ASSIGNMENT ▸
Which lines in the entries below contain the string "bindings"? Show each of them in full.

Stored data ▸
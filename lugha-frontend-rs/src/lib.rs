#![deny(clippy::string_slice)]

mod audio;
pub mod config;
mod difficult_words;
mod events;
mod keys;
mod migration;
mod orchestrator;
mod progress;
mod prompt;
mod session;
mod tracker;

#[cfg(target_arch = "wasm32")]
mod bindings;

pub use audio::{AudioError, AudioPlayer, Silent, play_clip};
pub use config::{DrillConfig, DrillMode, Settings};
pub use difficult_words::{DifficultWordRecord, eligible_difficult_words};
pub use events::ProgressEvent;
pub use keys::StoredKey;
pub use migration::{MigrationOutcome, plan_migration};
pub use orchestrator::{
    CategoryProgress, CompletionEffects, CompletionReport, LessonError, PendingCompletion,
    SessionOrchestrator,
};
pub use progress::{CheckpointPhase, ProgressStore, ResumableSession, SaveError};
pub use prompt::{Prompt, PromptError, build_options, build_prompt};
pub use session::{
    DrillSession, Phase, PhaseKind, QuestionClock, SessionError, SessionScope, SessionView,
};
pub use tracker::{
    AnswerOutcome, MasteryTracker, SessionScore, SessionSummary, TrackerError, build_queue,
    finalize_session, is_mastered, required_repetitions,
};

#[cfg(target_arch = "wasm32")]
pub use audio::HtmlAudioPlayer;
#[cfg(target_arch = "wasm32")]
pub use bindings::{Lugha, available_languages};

SOLVED PROBLEM ▸
mod bindings;
pub use bindings::{Lugha, available_languages};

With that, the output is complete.